Data items
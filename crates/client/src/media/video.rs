//! IVF file playback as a local video source

use super::{LocalVideo, MediaSource};
use crate::{Error, Result};
use async_trait::async_trait;
use std::io::Cursor;
use std::path::{Path, PathBuf};
use std::sync::Arc;
use std::time::Duration;
use tracing::{debug, info, warn};
use uuid::Uuid;
use webrtc::api::media_engine::{MIME_TYPE_VP8, MIME_TYPE_VP9};
use webrtc::media::io::ivf_reader::{IVFFileHeader, IVFReader};
use webrtc::media::Sample;
use webrtc::rtp_transceiver::rtp_codec::RTCRtpCodecCapability;
use webrtc::track::track_local::track_local_static_sample::TrackLocalStaticSample;

/// Plays a VP8/VP9 IVF file into a local track, looping at end of file
#[derive(Debug, Clone)]
pub struct IvfFileSource {
    path: PathBuf,
}

impl IvfFileSource {
    /// Create a source for the file at `path`
    pub fn new(path: impl Into<PathBuf>) -> Self {
        Self { path: path.into() }
    }

    /// File being played
    pub fn path(&self) -> &Path {
        &self.path
    }

    async fn load(path: &Path) -> Result<Vec<u8>> {
        tokio::fs::read(path).await.map_err(|e| {
            Error::MediaAcquisition(format!("Cannot open {}: {}", path.display(), e))
        })
    }

    /// Parses from memory so frame reads never block the runtime
    fn reader<'a>(
        path: &Path,
        data: &'a [u8],
    ) -> Result<(IVFReader<Cursor<&'a [u8]>>, IVFFileHeader)> {
        IVFReader::new(Cursor::new(data)).map_err(|e| {
            Error::MediaAcquisition(format!("{} is not an IVF file: {}", path.display(), e))
        })
    }

    /// Frame interval declared by the file header
    fn frame_interval(header: &IVFFileHeader) -> Duration {
        if header.timebase_denominator == 0 {
            return Duration::from_millis(33);
        }
        let millis = 1000 * u64::from(header.timebase_numerator)
            / u64::from(header.timebase_denominator);
        Duration::from_millis(millis.max(1))
    }

    async fn feed(
        path: PathBuf,
        data: Vec<u8>,
        track: Arc<TrackLocalStaticSample>,
        interval: Duration,
    ) {
        let mut ticker = tokio::time::interval(interval);

        loop {
            let mut reader = match Self::reader(&path, &data) {
                Ok((reader, _)) => reader,
                Err(e) => {
                    warn!("Video playback stopped: {}", e);
                    return;
                }
            };

            let mut frames = 0u64;
            while let Ok((frame, _)) = reader.parse_next_frame() {
                ticker.tick().await;
                frames += 1;

                let sample = Sample {
                    data: frame.freeze(),
                    duration: interval,
                    ..Default::default()
                };
                if let Err(e) = track.write_sample(&sample).await {
                    debug!("Failed to write video sample: {}", e);
                }
            }

            if frames == 0 {
                warn!("{} holds no frames, stopping playback", path.display());
                return;
            }
            debug!("Reached end of {} after {} frames, looping", path.display(), frames);
        }
    }
}

/// MIME type for an IVF fourcc
fn mime_type_for(four_cc: &[u8; 4]) -> Option<&'static str> {
    match four_cc {
        b"VP80" => Some(MIME_TYPE_VP8),
        b"VP90" => Some(MIME_TYPE_VP9),
        _ => None,
    }
}

#[async_trait]
impl MediaSource for IvfFileSource {
    async fn acquire_video(&self) -> Result<LocalVideo> {
        let data = Self::load(&self.path).await?;
        let (_, header) = Self::reader(&self.path, &data)?;
        let mime_type = mime_type_for(&header.four_cc).ok_or_else(|| {
            Error::MediaAcquisition(format!(
                "Unsupported IVF codec {:?} in {}",
                String::from_utf8_lossy(&header.four_cc),
                self.path.display()
            ))
        })?;

        let track = Arc::new(TrackLocalStaticSample::new(
            RTCRtpCodecCapability {
                mime_type: mime_type.to_owned(),
                clock_rate: 90000,
                ..Default::default()
            },
            "video".to_owned(),
            format!("quizlink-{}", Uuid::new_v4()),
        ));

        let interval = Self::frame_interval(&header);
        info!(
            "Playing {} ({}, {}x{}, {:?} per frame)",
            self.path.display(),
            mime_type,
            header.width,
            header.height,
            interval
        );

        let feeder = tokio::spawn(Self::feed(
            self.path.clone(),
            data,
            Arc::clone(&track),
            interval,
        ));
        Ok(LocalVideo::with_feeder(track, feeder))
    }
}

__What to produce__.
Taking the entries above, write out exactly each line from the one holding "let millis = 1000" to the one holding "let mut ticker", both included, and stop there.

__Answer section__.
        let millis = 1000 * u64::from(header.timebase_numerator)
            / u64::from(header.timebase_denominator);
        Duration::from_millis(millis.max(1))
    }

    async fn feed(
        path: PathBuf,
        data: Vec<u8>,
        track: Arc<TrackLocalStaticSample>,
        interval: Duration,
    ) {
        let mut ticker = tokio::time::interval(interval);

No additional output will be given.